● What you have to do: Copy nothing but the lines below running from the line containing "use serde::de::DeserializeOwned;" through the line containing "the current directory.", both end lines included.

● Material shown:
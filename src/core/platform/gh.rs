//! GitHub CLI backend.
//!
//! Drives the hosted service through the `gh` binary.
//!
//! ## Requirements
//!
//! - `gh` must be installed and authenticated (`gh auth login`)
//! - the token needs permission to write repository secrets and dispatch
//!   workflows
//!
//! Set `MASKRACE_GH` to use a binary that is not on `PATH`.

use serde::de::DeserializeOwned;
use std::io::Write;
use std::path::PathBuf;
use std::process::{Command, Output, Stdio};
use tracing::{debug, trace};

use super::{Platform, RunId, RunSummary, RunView, Status};
use crate::core::constants;
use crate::error::{PlatformError, Result, SetupError};

/// Listing depth when looking for a freshly triggered run.
const LIST_LIMIT: &str = "20";

/// `gh` CLI backend.
#[derive(Debug, Clone)]
pub struct GhCli {
    program: PathBuf,
    repo: Option<String>,
}

impl GhCli {
    /// Create a backend for an explicit binary.
    ///
    /// Without `repo`, `gh` infers the repository from the current directory.
    pub fn new(program: impl Into<PathBuf>, repo: Option<String>) -> Self {
        Self {
            program: program.into(),
            repo,
        }
    }

    /// Find `gh` via `MASKRACE_GH` or `PATH`.
    ///
    /// # Errors
    ///
    /// Returns `SetupError::ToolMissing` if no binary can be found.
    pub fn locate(repo: Option<String>) -> Result<Self> {
        let program = match std::env::var_os(constants::GH_ENV) {
            Some(path) => PathBuf::from(path),
            None => which::which("gh").map_err(|_| SetupError::ToolMissing)?,
        };
        debug!(program = %program.display(), "using gh binary");
        Ok(Self::new(program, repo))
    }

    fn command(&self, args: &[&str]) -> Command {
        let mut cmd = Command::new(&self.program);
        cmd.args(args);
        if let Some(repo) = &self.repo {
            cmd.args(["--repo", repo]);
        }
        cmd
    }

    fn spawn_error(&self, source: std::io::Error) -> PlatformError {
        PlatformError::Spawn {
            program: self.program.display().to_string(),
            source,
        }
    }

    /// Run `gh` with `args`, returning stdout on success.
    fn run(&self, args: &[&str]) -> Result<String> {
        debug!(command = %args.join(" "), "gh");

        let output = self
            .command(args)
            .stdin(Stdio::null())
            .output()
            .map_err(|e| self.spawn_error(e))?;

        let stdout = check(args, output)?;
        trace!(bytes = stdout.len(), "gh output");
        Ok(stdout)
    }

    fn run_json<T: DeserializeOwned>(&self, args: &[&str]) -> Result<T> {
        let stdout = self.run(args)?;
        serde_json::from_str(&stdout).map_err(|source| {
            PlatformError::Parse {
                command: args.join(" "),
                source,
            }
            .into()
        })
    }
}

/// Turn a finished process into its stdout or a command error.
fn check(args: &[&str], output: Output) -> Result<String> {
    if !output.status.success() {
        return Err(PlatformError::Command {
            command: args.join(" "),
            stderr: String::from_utf8_lossy(&output.stderr).trim().to_string(),
        }
        .into());
    }
    Ok(String::from_utf8_lossy(&output.stdout).into_owned())
}

impl Platform for GhCli {
    fn set_secret(&self, name: &str, value: &str) -> Result<()> {
        let args = ["secret", "set", name];
        debug!(secret = name, "gh secret set");

        // The value goes through stdin so it never shows up in argv.
        let mut child = self
            .command(&args)
            .stdin(Stdio::piped())
            .stdout(Stdio::piped())
            .stderr(Stdio::piped())
            .spawn()
            .map_err(|e| self.spawn_error(e))?;

        let written = match child.stdin.take() {
            Some(mut stdin) => stdin.write_all(value.as_bytes()),
            None => Ok(()),
        };

        // Reap the child even when the write failed.
        let output = child.wait_with_output().map_err(|e| self.spawn_error(e))?;
        written.map_err(|source| PlatformError::Stdin {
            command: args.join(" "),
            source,
        })?;
        check(&args, output).map(|_| ())
    }

    fn trigger_run(
        &self,
        workflow: &str,
        git_ref: &str,
        inputs: &[(&str, String)],
    ) -> Result<()> {
        let fields: Vec<String> = inputs.iter().map(|(k, v)| format!("{}={}", k, v)).collect();

        let mut args = vec!["workflow", "run", workflow, "--ref", git_ref];
        for field in &fields {
            args.extend(["-f", field.as_str()]);
        }
        self.run(&args).map(|_| ())
    }

    fn list_runs(
        &self,
        workflow: &str,
        branch: &str,
        statuses: &[Status],
    ) -> Result<Vec<RunSummary>> {
        let runs: Vec<RunSummary> = self.run_json(&[
            "run",
            "list",
            "--workflow",
            workflow,
            "--branch",
            branch,
            "--limit",
            LIST_LIMIT,
            "--json",
            "databaseId,status",
        ])?;

        Ok(runs
            .into_iter()
            .filter(|r| statuses.contains(&r.status))
            .collect())
    }

    fn view_run(&self, run: RunId) -> Result<RunView> {
        let id = run.to_string();
        self.run_json(&["run", "view", &id, "--json", "status,conclusion,jobs"])
    }

    fn run_logs(&self, run: RunId) -> Result<String> {
        let id = run.to_string();
        self.run(&["run", "view", &id, "--log"])
    }

    fn watch_run(&self, run: RunId) -> Result<bool> {
        let id = run.to_string();
        let args = ["run", "watch", id.as_str(), "--exit-status"];
        debug!(command = %args.join(" "), "gh");

        let status = self
            .command(&args)
            .stdin(Stdio::null())
            .stdout(Stdio::null())
            .stderr(Stdio::null())
            .status()
            .map_err(|e| self.spawn_error(e))?;
        Ok(status.success())
    }

    fn name(&self) -> &'static str {
        "gh"
    }
}
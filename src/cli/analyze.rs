//! Offline analysis command.
//!
//! Re-classify a log saved with `--save-log`. Needs the stamp the
//! experiment ran with, since the marker values are derived from it.

use std::path::Path;

use crate::cli::{output, report, Settings};
use crate::core::experiment::Experiment;
use crate::core::log::PrefixPartitioner;
use crate::error::{ConfigError, Result};

/// Classify the log at `path` for `kind`.
pub fn execute(kind: Experiment, path: &Path, settings: &Settings) -> Result<()> {
    let stamp = settings.stamp.ok_or(ConfigError::Invalid {
        field: "stamp",
        reason: "analyze needs the --stamp (or STAMP) the experiment ran with".to_string(),
    })?;

    if !path.exists() {
        return Err(ConfigError::LogNotFound(path.display().to_string()).into());
    }
    let log = std::fs::read_to_string(path)?;

    let markers = kind.markers(stamp);
    output::section(&format!("Analysis: {}", kind));
    output::kv("log", path.display());
    output::kv("V1", markers.v1());

    let report = kind.analyze(&log, &markers, &settings.params, &PrefixPartitioner);
    report::print(&report);
    Ok(())
}
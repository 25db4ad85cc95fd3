//! Core library components.
//!
//! Everything an experiment needs apart from terminal output: the platform
//! seam, polling, the secret lease, orchestration and log classification.

pub mod classify;
pub mod config;
pub mod constants;
pub mod experiment;
pub mod lease;
pub mod log;
pub mod markers;
pub mod matrix;
pub mod orchestrator;
pub mod platform;
pub mod poll;
pub mod transform;
pub mod workflows;
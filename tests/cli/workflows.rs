//! Tests for workflow installation.

use crate::support::*;

#[test]
fn test_installs_bundled_workflows() {
    let t = Test::new();

    let output = t.workflows(&[]);
    assert_success(&output);

    let dir = t.dir.path().join(".github/workflows");
    for name in [
        "maskrace-cross-job.yml",
        "maskrace-mitigated.yml",
        "maskrace-bypass.yml",
    ] {
        assert!(dir.join(name).exists(), "{} not written", name);
    }
    assert_stdout_contains(&output, "wrote");
    assert_stderr_contains(&output, "gh secret set MASKRACE_SECRET");
}

#[test]
fn test_refuses_to_overwrite() {
    let t = Test::new();
    assert_success(&t.workflows(&[]));

    let output = t.workflows(&[]);
    assert_failure(&output);
    assert_stderr_contains(&output, "already exists");
    assert_stderr_contains(&output, "--force");
}

#[test]
fn test_force_overwrites() {
    let t = Test::new();
    assert_success(&t.workflows(&[]));
    let path = t.dir.path().join(".github/workflows/maskrace-cross-job.yml");
    std::fs::write(&path, "stale").unwrap();

    assert_success(&t.workflows(&["--force"]));
    let contents = std::fs::read_to_string(&path).unwrap();
    assert!(contents.contains("wait_seconds"));
}

#[test]
fn test_custom_secret_name_is_rendered() {
    let t = Test::new();

    let output = t.workflows(&["--secret", "OTHER_SECRET", "--dir", "wf"]);
    assert_success(&output);

    let contents =
        std::fs::read_to_string(t.dir.path().join("wf/maskrace-mitigated.yml")).unwrap();
    assert!(contents.contains("secrets.OTHER_SECRET"));
    assert!(!contents.contains("secrets.MASKRACE_SECRET"));
}
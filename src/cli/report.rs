//! Report rendering.
//!
//! Turns a classified [`Report`] into the tables printed at the end of an
//! experiment.

use crate::cli::output;
use crate::core::classify::Finding;
use crate::core::constants::{CAPTURE_JOB, PRINT_JOB};
use crate::core::experiment::Report;

const CELL: usize = 16;

/// Print `report` with its closing summary.
pub fn print(report: &Report) {
    match report {
        Report::Matrix { v1, v2, matrix } => {
            output::section("Job × secret version");
            output::kv("V1", v1);
            output::kv("V2", v2);
            println!();
            println!("  {:<10}{:<w$}{:<w$}", "", "V1", "V2", w = CELL);
            println!(
                "  {:<10}{}{}",
                CAPTURE_JOB,
                output::verdict(matrix.origin_v1, CELL),
                output::verdict(matrix.origin_v2, CELL)
            );
            println!(
                "  {:<10}{}{}",
                PRINT_JOB,
                output::verdict(matrix.downstream_v1, CELL),
                output::verdict(matrix.downstream_v2, CELL)
            );
        }
        Report::Statement { job, v1, v2 } => {
            output::section(&format!("{} job", job));
            println!("  {:<10}{}", "V1", output::verdict(*v1, CELL));
            println!("  {:<10}{}", "V2", output::verdict(*v2, CELL));
        }
        Report::Versions { job, findings } => {
            output::section(&format!("{} job, per rotation", job));
            findings_table(findings);
        }
        Report::Transforms {
            job,
            literal,
            findings,
        } => {
            output::section(&format!("{} job, per transform", job));
            findings_table(std::slice::from_ref(literal));
            findings_table(findings);
        }
    }

    println!();
    if report.leaked() {
        output::warn(&report.summary());
    } else {
        output::header(&report.summary());
    }
}

fn findings_table(findings: &[Finding]) {
    let width = findings
        .iter()
        .map(|f| f.check.label.len())
        .max()
        .unwrap_or(0)
        + 2;
    for finding in findings {
        println!(
            "  {:<width$}{}",
            finding.check.label,
            output::verdict(finding.verdict, CELL),
            width = width
        );
    }
}
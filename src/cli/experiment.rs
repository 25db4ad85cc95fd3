//! Experiment commands.
//!
//! Run one variant end to end against the platform, then print its report.
//! The secret is reset when the lease goes out of scope, before the report
//! is printed and on every error path.

use std::fs;
use tracing::warn;

use crate::cli::{output, report, RunArgs, Settings};
use crate::core::experiment::Experiment;
use crate::core::lease::SecretLease;
use crate::core::log::PrefixPartitioner;
use crate::core::markers::Markers;
use crate::core::orchestrator::{Event, Orchestrator, Outcome};
use crate::core::platform::{GhCli, Platform};
use crate::error::Result;

/// Execute one experiment variant.
pub fn execute(kind: Experiment, args: &RunArgs, settings: &Settings) -> Result<()> {
    let platform = GhCli::locate(settings.repo.clone())?;
    let markers = match settings.stamp {
        Some(stamp) => kind.markers(stamp),
        None => Markers::now(kind.name()),
    };

    output::section(&format!("Experiment: {}", kind));
    output::kv("platform", platform.name());
    output::kv("workflow", kind.workflow());
    output::kv("branch", &settings.branch);
    if let Some(repo) = &settings.repo {
        output::kv("repo", repo);
    }
    output::kv("secret", &settings.secret);
    output::kv("stamp", markers.stamp());
    output::kv("V1", markers.v1());
    println!();

    let outcome = run(&platform, kind, &markers, settings)?;
    output::dimmed(&format!(
        "secret reset to {:?} (best effort)",
        settings.config.secret.placeholder
    ));

    let report = kind.analyze(&outcome.log, &markers, &settings.params, &PrefixPartitioner);
    report::print(&report);

    // A failed save is reported, never fatal.
    if let Some(path) = &args.save_log {
        match fs::write(path, &outcome.log) {
            Ok(()) => output::dimmed(&format!("log saved to {}", path.display())),
            Err(e) => {
                warn!(path = %path.display(), error = %e, "saving log failed");
                output::warn(&format!("could not save log to {}: {}", path.display(), e));
            }
        }
    }
    Ok(())
}

/// Drive the platform while holding the secret lease.
pub fn run<P: Platform + ?Sized>(
    platform: &P,
    kind: Experiment,
    markers: &Markers,
    settings: &Settings,
) -> Result<Outcome> {
    let recipe = kind.recipe(markers, &settings.params)?;
    let observer = |event: &Event| progress(event);
    let orchestrator = Orchestrator::new(platform, &settings.branch, settings.params.timing.clone())
        .with_observer(&observer);

    let mut lease = SecretLease::new(
        platform,
        &settings.secret,
        &settings.config.secret.placeholder,
    );
    orchestrator.execute(&mut lease, &recipe)
}

fn progress(event: &Event) {
    match event {
        Event::Triggered => output::success("workflow triggered"),
        Event::Discovered(run) => output::success(&format!("run {} discovered", run)),
        Event::Synchronized => output::success("synchronization point reached"),
        Event::Rotated { version } => output::success(&format!("secret rotated to V{}", version)),
        Event::Finished(Some(true)) => output::success("run completed"),
        Event::Finished(Some(false)) => output::warn("run failed or was cancelled, analyzing anyway"),
        Event::Finished(None) => output::warn("could not watch run, analyzing anyway"),
        Event::LogFetched { bytes: 0 } => output::warn("run log is empty or unavailable"),
        Event::LogFetched { bytes } => output::success(&format!("fetched {} bytes of log", bytes)),
    }
}
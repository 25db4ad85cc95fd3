//! Scoped ownership of the remote secret.
//!
//! The secret is a single piece of global remote state. A `SecretLease`
//! is the only handle through which an experiment writes it, and dropping
//! the lease writes the placeholder back on every exit path.

use tracing::{info, warn};

use super::platform::Platform;
use crate::error::{Result, SetupError};

/// Exclusive handle on one repository secret.
pub struct SecretLease<'p, P: Platform + ?Sized> {
    platform: &'p P,
    name: String,
    placeholder: String,
    history: Vec<String>,
}

impl<'p, P: Platform + ?Sized> SecretLease<'p, P> {
    /// Take the secret `name`. Nothing is written until [`set`](Self::set).
    pub fn new(platform: &'p P, name: impl Into<String>, placeholder: impl Into<String>) -> Self {
        Self {
            platform,
            name: name.into(),
            placeholder: placeholder.into(),
            history: Vec::new(),
        }
    }

    /// Values written through this lease, oldest first.
    pub fn history(&self) -> &[String] {
        &self.history
    }

    /// Write `value` to the secret.
    ///
    /// # Errors
    ///
    /// A failed write invalidates the experiment, so it is reported as
    /// `SetupError::SecretSet` and never retried.
    pub fn set(&mut self, value: &str) -> Result<()> {
        info!(secret = %self.name, version = self.history.len() + 1, "rotating secret");
        self.platform
            .set_secret(&self.name, value)
            .map_err(|e| SetupError::SecretSet {
                name: self.name.clone(),
                reason: e.to_string(),
            })?;
        self.history.push(value.to_string());
        Ok(())
    }
}

impl<P: Platform + ?Sized> Drop for SecretLease<'_, P> {
    fn drop(&mut self) {
        // Best effort: the reset is not verified.
        match self.platform.set_secret(&self.name, &self.placeholder) {
            Ok(()) => info!(secret = %self.name, "secret reset to placeholder"),
            Err(e) => warn!(secret = %self.name, error = %e, "failed to reset secret"),
        }
    }
}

● Task answer:
use serde::de::DeserializeOwned;
use std::io::Write;
use std::path::PathBuf;
use std::process::{Command, Output, Stdio};
use tracing::{debug, trace};

use super::{Platform, RunId, RunSummary, RunView, Status};
use crate::core::constants;
use crate::error::{PlatformError, Result, SetupError};

/// Listing depth when looking for a freshly triggered run.
const LIST_LIMIT: &str = "20";

/// `gh` CLI backend.
#[derive(Debug, Clone)]
pub struct GhCli {
    program: PathBuf,
    repo: Option<String>,
}

impl GhCli {
    /// Create a backend for an explicit binary.
    ///
    /// Without `repo`, `gh` infers the repository from the current directory.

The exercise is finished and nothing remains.